** Task data follows **
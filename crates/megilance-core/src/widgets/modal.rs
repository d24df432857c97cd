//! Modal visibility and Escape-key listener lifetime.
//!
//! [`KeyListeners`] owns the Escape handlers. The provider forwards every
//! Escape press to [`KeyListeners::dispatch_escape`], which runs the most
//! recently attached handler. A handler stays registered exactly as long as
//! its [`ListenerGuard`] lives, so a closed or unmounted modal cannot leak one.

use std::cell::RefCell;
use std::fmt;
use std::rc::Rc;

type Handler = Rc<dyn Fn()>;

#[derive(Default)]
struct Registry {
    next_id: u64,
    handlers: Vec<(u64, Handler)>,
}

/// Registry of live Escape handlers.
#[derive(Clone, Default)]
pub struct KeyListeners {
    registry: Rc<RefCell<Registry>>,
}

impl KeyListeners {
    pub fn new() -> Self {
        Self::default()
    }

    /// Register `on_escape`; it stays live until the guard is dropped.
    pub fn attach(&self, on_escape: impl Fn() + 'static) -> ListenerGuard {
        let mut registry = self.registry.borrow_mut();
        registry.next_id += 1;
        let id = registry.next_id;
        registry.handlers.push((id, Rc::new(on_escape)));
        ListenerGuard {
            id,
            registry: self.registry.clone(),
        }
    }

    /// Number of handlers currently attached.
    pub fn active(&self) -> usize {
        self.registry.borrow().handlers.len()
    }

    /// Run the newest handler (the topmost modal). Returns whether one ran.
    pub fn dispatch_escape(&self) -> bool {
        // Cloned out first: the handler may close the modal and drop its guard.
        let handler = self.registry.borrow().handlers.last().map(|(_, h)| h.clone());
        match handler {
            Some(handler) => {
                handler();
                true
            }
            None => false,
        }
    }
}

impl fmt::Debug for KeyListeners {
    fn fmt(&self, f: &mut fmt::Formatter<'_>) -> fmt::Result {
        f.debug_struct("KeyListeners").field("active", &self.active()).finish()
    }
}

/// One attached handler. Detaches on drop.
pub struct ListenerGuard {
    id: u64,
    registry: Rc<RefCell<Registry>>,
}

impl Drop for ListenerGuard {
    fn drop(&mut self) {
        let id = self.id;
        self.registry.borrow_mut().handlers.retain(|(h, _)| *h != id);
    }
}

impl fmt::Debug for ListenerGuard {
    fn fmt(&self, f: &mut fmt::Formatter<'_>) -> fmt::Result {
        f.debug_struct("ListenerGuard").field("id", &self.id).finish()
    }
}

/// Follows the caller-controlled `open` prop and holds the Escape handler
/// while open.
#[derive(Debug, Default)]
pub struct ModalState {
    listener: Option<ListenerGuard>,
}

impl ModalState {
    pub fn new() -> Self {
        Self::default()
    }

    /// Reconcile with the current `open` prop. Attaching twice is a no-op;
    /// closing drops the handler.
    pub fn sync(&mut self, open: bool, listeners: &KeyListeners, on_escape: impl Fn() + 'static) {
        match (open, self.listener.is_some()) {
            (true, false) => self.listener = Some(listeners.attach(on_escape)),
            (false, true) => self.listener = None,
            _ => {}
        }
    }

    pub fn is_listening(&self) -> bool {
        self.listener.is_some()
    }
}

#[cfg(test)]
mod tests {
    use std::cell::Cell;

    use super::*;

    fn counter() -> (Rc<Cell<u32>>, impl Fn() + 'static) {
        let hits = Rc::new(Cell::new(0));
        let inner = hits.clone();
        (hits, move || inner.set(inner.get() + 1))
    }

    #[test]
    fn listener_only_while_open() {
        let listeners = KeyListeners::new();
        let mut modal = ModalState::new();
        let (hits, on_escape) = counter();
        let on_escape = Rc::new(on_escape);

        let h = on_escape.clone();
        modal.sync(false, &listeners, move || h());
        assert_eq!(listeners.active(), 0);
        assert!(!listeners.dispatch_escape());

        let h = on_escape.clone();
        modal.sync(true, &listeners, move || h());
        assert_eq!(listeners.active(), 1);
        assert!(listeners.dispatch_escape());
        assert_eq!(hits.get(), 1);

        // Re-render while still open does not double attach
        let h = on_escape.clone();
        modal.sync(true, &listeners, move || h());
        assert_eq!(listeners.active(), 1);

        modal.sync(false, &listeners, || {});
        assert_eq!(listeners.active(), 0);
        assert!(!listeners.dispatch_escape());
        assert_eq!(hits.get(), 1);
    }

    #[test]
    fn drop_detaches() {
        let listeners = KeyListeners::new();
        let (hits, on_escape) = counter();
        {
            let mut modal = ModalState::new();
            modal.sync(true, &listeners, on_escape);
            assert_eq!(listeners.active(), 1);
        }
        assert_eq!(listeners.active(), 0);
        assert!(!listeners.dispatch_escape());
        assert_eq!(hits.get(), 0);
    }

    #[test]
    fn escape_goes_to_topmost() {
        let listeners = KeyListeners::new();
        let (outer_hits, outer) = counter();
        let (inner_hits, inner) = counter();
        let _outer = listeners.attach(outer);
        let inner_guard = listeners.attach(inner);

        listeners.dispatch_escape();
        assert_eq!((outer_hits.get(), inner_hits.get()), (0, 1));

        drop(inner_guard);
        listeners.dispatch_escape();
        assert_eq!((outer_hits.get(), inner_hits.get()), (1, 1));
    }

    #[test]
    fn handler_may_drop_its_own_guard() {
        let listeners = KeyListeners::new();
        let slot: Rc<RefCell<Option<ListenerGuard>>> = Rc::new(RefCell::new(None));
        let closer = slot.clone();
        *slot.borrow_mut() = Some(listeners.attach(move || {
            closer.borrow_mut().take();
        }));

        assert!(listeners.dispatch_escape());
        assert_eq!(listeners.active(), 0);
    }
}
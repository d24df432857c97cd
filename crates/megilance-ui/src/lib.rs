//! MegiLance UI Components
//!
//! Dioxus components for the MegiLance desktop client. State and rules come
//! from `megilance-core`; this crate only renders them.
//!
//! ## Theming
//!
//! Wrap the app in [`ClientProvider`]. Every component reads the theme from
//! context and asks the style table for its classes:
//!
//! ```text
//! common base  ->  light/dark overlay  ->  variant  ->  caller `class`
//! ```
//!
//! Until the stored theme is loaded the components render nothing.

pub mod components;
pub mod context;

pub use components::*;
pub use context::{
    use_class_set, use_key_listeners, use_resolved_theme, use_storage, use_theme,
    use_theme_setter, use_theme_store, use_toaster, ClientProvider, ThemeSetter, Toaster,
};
** End of Task data **
Problem to work on →
Find the line containing "assert_eq!((outer_hits.get(), inner_hits.get()), (0, 1));" in the material above. Print it and every line after it through the end, exactly and only those.

Answer box →
        assert_eq!((outer_hits.get(), inner_hits.get()), (0, 1));

        drop(inner_guard);
        listeners.dispatch_escape();
        assert_eq!((outer_hits.get(), inner_hits.get()), (1, 1));
    }

    #[test]
    fn handler_may_drop_its_own_guard() {
        let listeners = KeyListeners::new();
        let slot: Rc<RefCell<Option<ListenerGuard>>> = Rc::new(RefCell::new(None));
        let closer = slot.clone();
        *slot.borrow_mut() = Some(listeners.attach(move || {
            closer.borrow_mut().take();
        }));

        assert!(listeners.dispatch_escape());
        assert_eq!(listeners.active(), 0);
    }
}
repository d24df432857c97cd
filename crates/megilance-ui/src/lib.rs
//! MegiLance UI Components
//!
//! Dioxus components for the MegiLance desktop client. State and rules come
//! from `megilance-core`; this crate only renders them.
//!
//! ## Theming
//!
//! Wrap the app in [`ClientProvider`]. Every component reads the theme from
//! context and asks the style table for its classes:
//!
//! ```text
//! common base  ->  light/dark overlay  ->  variant  ->  caller `class`
//! ```
//!
//! Until the stored theme is loaded the components render nothing.

pub mod components;
pub mod context;

pub use components::*;
pub use context::{
    use_class_set, use_key_listeners, use_resolved_theme, use_storage, use_theme,
    use_theme_setter, use_theme_store, use_toaster, ClientProvider, ThemeSetter, Toaster,
};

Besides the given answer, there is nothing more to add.